5 Simple Outdoor Workouts
The sun has finally made an appearance and it’s coming up to our favourite time of the year where the days are getting longer and the evenings are getting warmer. After sitting in the office all day staring out the window out our glorious British weather, spending more time inside at the gym might not be as desirable as usual, even for those of us with slightly more obsessive dispositions. So here at CSN we pooled together our knowledge and experience to bring you five simple but effective workouts that can be done whilst enjoying our limited summer weather whilst we can.
1. Hill Sprints
Let’s be honest, nobody wants to do cardio on a treadmill when the weather is nice outside. However, Hill Sprints are an excellent, arguably more beneficial and fun, alternative that still allows you to enjoy the great outdoors whilst still burning the calories. Hill Sprints are classed as High Intensity Interval Training (HIIT), and is an excellent exercise to help both burn fat and build muscle. All you need to do is find an appropriate hill and you are ready to go. The steeper the hill, the harder it will be, so choose a hill that suits your fitness level. Ideally, you want hill that is around 40 yards in length, or takes and around 20-30 seconds to reach the top while sprinting.
Before beginning, make sure you warm up thoroughly as this will be a very intense few minutes. The basic idea is to all out sprint to the top of the hill followed by a moderate jog back down. Repeat as many times as possible, making note of how many rounds you completed as your target for the next session. You should be able to complete this within around 10-15 mins, assuming that you are pushing yourself to your limits!
2. Park Circuits
Most public parks have a degree of fitness equipment for use these days, and make the perfect opportunity build some muscle whilst getting some fresh summer air. All you need for this simple bodyweight circuit is a bar you are able to do pull ups on, and a bench or something similar for triceps dips. This circuits aims to target all the major muscle groups in the body, legs, chest, back and arms.

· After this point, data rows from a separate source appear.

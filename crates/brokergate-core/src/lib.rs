//! # brokergate-core
//!
//! The connection decision pipeline for the brokergate authorizer.
//!
//! This crate provides:
//! - The trait seams (`CredentialStore`, `StoreConnector`, `PolicySynthesizer`)
//! - `HandleCache`, the TTL-bounded store handle cache
//! - Credential lookup and verification
//! - The `Authorizer` that wires them together in the correct order
//!
//! ## Usage
//!
//! ```rust,ignore
//! use brokergate_core::Authorizer;
//!
//! let authorizer = Authorizer::new(&config, Box::new(connector), Box::new(synthesizer));
//! let decision = authorizer.decide_input(input)?;
//! ```

pub mod authorizer;
pub mod cache;
pub mod credentials;
pub mod traits;

pub use authorizer::Authorizer;
pub use cache::HandleCache;
//! In-memory implementation of `CredentialStore`.
//!
//! `InMemoryCredentialStore` keeps items in a `HashMap` behind an
//! `Arc<Mutex<_>>`. Clones share the same table, so a connector can hand out
//! fresh handles that all see items seeded through any one of them.

use std::collections::HashMap;
use std::sync::{Arc, Mutex, MutexGuard};

use tracing::debug;

use brokergate_contracts::{
    error::{BrokerGateError, BrokerGateResult},
    identity::CLIENT_ID_ATTRIBUTE,
};
use brokergate_core::traits::{CredentialStore, StoreConnector, StoreHandle, StoreItem};

// ── Store ─────────────────────────────────────────────────────────────────────

/// A shared, in-process credential table keyed by `Client_ID`.
#[derive(Clone, Default)]
pub struct InMemoryCredentialStore {
    pub(crate) items: Arc<Mutex<HashMap<String, StoreItem>>>,
}

impl InMemoryCredentialStore {
    pub fn new() -> Self {
        Self::default()
    }

    /// Insert or replace an item. The item must carry a string `Client_ID`.
    ///
    /// Only used to seed the table; the authorizer itself never writes.
    pub fn put_item(&self, item: StoreItem) -> BrokerGateResult<()> {
        let key = item
            .get(CLIENT_ID_ATTRIBUTE)
            .and_then(|v| v.as_str())
            .ok_or_else(|| BrokerGateError::MalformedRecord {
                client_id: "<missing>".to_string(),
                reason: format!("item has no string '{}' key attribute", CLIENT_ID_ATTRIBUTE),
            })?
            .to_string();

        self.table().insert(key, item);
        Ok(())
    }

    pub fn len(&self) -> usize {
        self.table().len()
    }

    pub fn is_empty(&self) -> bool {
        self.len() == 0
    }

    // Every write is a single insert, so a poisoned table is still whole.
    fn table(&self) -> MutexGuard<'_, HashMap<String, StoreItem>> {
        self.items.lock().unwrap_or_else(|poisoned| {
            self.items.clear_poison();
            poisoned.into_inner()
        })
    }
}

impl CredentialStore for InMemoryCredentialStore {
    /// Return the projected attributes of the item keyed by `key`.
    ///
    /// Attributes named in `projection` but absent from the item are simply
    /// left out, as a real table would do.
    fn get_item(&self, key: &str, projection: &[&str]) -> BrokerGateResult<Option<StoreItem>> {
        let items = self.table();
        let projected = items.get(key).map(|item| {
            item.iter()
                .filter(|(attr, _)| projection.contains(&attr.as_str()))
                .map(|(attr, value)| (attr.clone(), value.clone()))
                .collect::<StoreItem>()
        });

        debug!(key = %key, found = projected.is_some(), "in-memory get_item");
        Ok(projected)
    }
}

// ── Connector ─────────────────────────────────────────────────────────────────

/// Hands out handles onto one shared `InMemoryCredentialStore`.
#[derive(Clone, Default)]
pub struct InMemoryConnector {
    store: InMemoryCredentialStore,
}

impl InMemoryConnector {
    pub fn new(store: InMemoryCredentialStore) -> Self {
        Self { store }
    }
}

impl StoreConnector for InMemoryConnector {
    fn connect(&self) -> BrokerGateResult<StoreHandle> {
        Ok(Arc::new(self.store.clone()))
    }
}
//! Time-bounded, single-entry cache for the store handle.
//!
//! Opening a store connection is the expensive part of a decision, so the
//! handle is built once and reused until its TTL runs out. The cache lock is
//! held across construction: concurrent cold-start callers wait for the first
//! one and then share its handle instead of each opening their own.

use std::sync::{Arc, Mutex, MutexGuard};
use std::time::Duration;

use chrono::{DateTime, Utc};
use tracing::{debug, warn};

use brokergate_contracts::error::BrokerGateResult;

use crate::traits::{StoreConnector, StoreHandle};

/// Default lifetime of a cached handle.
pub const DEFAULT_HANDLE_TTL: Duration = Duration::from_secs(5 * 60);

/// Wall-clock source for TTL checks.
pub trait Clock: Send + Sync {
    fn now(&self) -> DateTime<Utc>;
}

/// `Clock` backed by `Utc::now()`.
#[derive(Debug, Default, Clone, Copy)]
pub struct SystemClock;

impl Clock for SystemClock {
    fn now(&self) -> DateTime<Utc> {
        Utc::now()
    }
}

struct CachedHandle {
    handle: StoreHandle,
    created_at: DateTime<Utc>,
}

/// Owns the one store handle shared by every decision in the process.
pub struct HandleCache {
    connector: Box<dyn StoreConnector>,
    ttl: Duration,
    clock: Arc<dyn Clock>,
    entry: Mutex<Option<CachedHandle>>,
}

impl HandleCache {
    /// Create an empty cache. Nothing is connected until the first `acquire`.
    pub fn new(connector: Box<dyn StoreConnector>, ttl: Duration) -> Self {
        Self::with_clock(connector, ttl, Arc::new(SystemClock))
    }

    pub fn with_clock(connector: Box<dyn StoreConnector>, ttl: Duration, clock: Arc<dyn Clock>) -> Self {
        Self {
            connector,
            ttl,
            clock,
            entry: Mutex::new(None),
        }
    }

    pub fn ttl(&self) -> Duration {
        self.ttl
    }

    /// Return the cached handle, building a new one if there is none or the
    /// current one has outlived the TTL.
    ///
    /// A connector failure is returned unchanged and leaves the cache empty,
    /// so the next call retries. The same holds when a connector panicked
    /// while holding the lock.
    pub fn acquire(&self) -> BrokerGateResult<StoreHandle> {
        let mut entry = self.lock_entry();

        let now = self.clock.now();
        if let Some(cached) = entry.as_ref() {
            // A clock that moved backwards counts as zero age.
            let age = now
                .signed_duration_since(cached.created_at)
                .to_std()
                .unwrap_or_default();
            if age < self.ttl {
                return Ok(Arc::clone(&cached.handle));
            }
            debug!(age_secs = age.as_secs(), "store handle expired");
        }

        *entry = None;
        let handle = self.connector.connect()?;
        debug!(ttl_secs = self.ttl.as_secs(), "store handle created");

        *entry = Some(CachedHandle {
            handle: Arc::clone(&handle),
            created_at: now,
        });
        Ok(handle)
    }

    /// Drop the cached handle; the next `acquire` reconnects.
    pub fn invalidate(&self) {
        *self.lock_entry() = None;
    }

    // A poisoned lock only means a connect panicked part way through; the
    // entry it guards is dropped so the caller reconnects.
    fn lock_entry(&self) -> MutexGuard<'_, Option<CachedHandle>> {
        self.entry.lock().unwrap_or_else(|poisoned| {
            warn!("store handle cache recovered after a panicked connect");
            self.entry.clear_poison();
            let mut entry = poisoned.into_inner();
            *entry = None;
            entry
        })
    }
}

// ── Tests ────────────────────────────────────────────────────────────────────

4 rounds of 10 reps per exercise. No rest best exercise, 30 secs – 1 minute rest between rounds.
• Pull ups
• Triceps Dips
• Push ups
• Body weight Squats
3. Hiking
Walking is one of the most popular forms of exercise the world over. It is vastly underrated due to the fact that is a low-impact exercise that almost anybody of any level of physical fitness can take part in to obtain the health benefits as well as the enjoyment factor. Walking can be easily tailored to the individual, to increase or decrease the difficulty depending on the route or the type of terrain undertaken. For those of us who are a little more physically active, choosing more difficult walks such as hilly coastal or countryside walks can make an excellent alternative to the standard treadmill pounding of the gym. This enables us to get outside, enjoy the weather and the surroundings whilst still keeping up the cardiovascular exercise and burning those calories. Just because hiking is predominately low intensity, the variability of the terrain can have a much larger than expected impact. Do not underestimate the physical effort required to take a tough coastal path. Walk a couple of hours on one of these and I guarantee you will sleep well that night, just take plenty of water.
4. Cycling
Cycling is similar to hiking in the respect that it can be made to suit almost any level of fitness, and the intensity can be varied easily depending on your goals. It is also very low-impact, so the risk of injury or repetitive strain is very low, and like walking, can be considerably more enjoyable and scenic outside than just sitting on a stationary bike in the gym. The advantages of cycling means that it doesn’t just have to be for the purpose of exercise. Swapping the car of bus for the bike means that you can get your cardio in on the way to work, reducing the time you need to spend in the gym and leaving you free to enjoy the weather as you please. Cycling is excellent for fat loss and cardiovascular health, but can even be used to build powerful leg muscles. For those looking build muscle on the quads, hamstring or glutes, a more explosive and intense style workout can be very effective, just take a look at any sprint cyclist’s legs! Hilly routes, or HIIT style workouts will be help to build leg muscles, improve cardiovascular fitness and allow you get outside.
5. CrossFit Style Burpee/Kettlebell circuit
This CrossFit inspired workout is an excellent weighted HIIT circuit that is sure to leave your lungs burning and your muscles aching. Designed to tax both your cardiovascular fitness and muscular endurance, this quick workout can be done almost anywhere with nothing more require than a little room and a singular kettlebell. The idea here is to complete 5 rounds of the following exercise with no breaks as fast as possible.
• Burpees – 10 reps
• Kettlebell Swings 15 reps
Record your time so that you have a target to beat on consequent sessions. Start with a weight you are comfortable with, but once it becomes too easy increase the weight to feel the burn.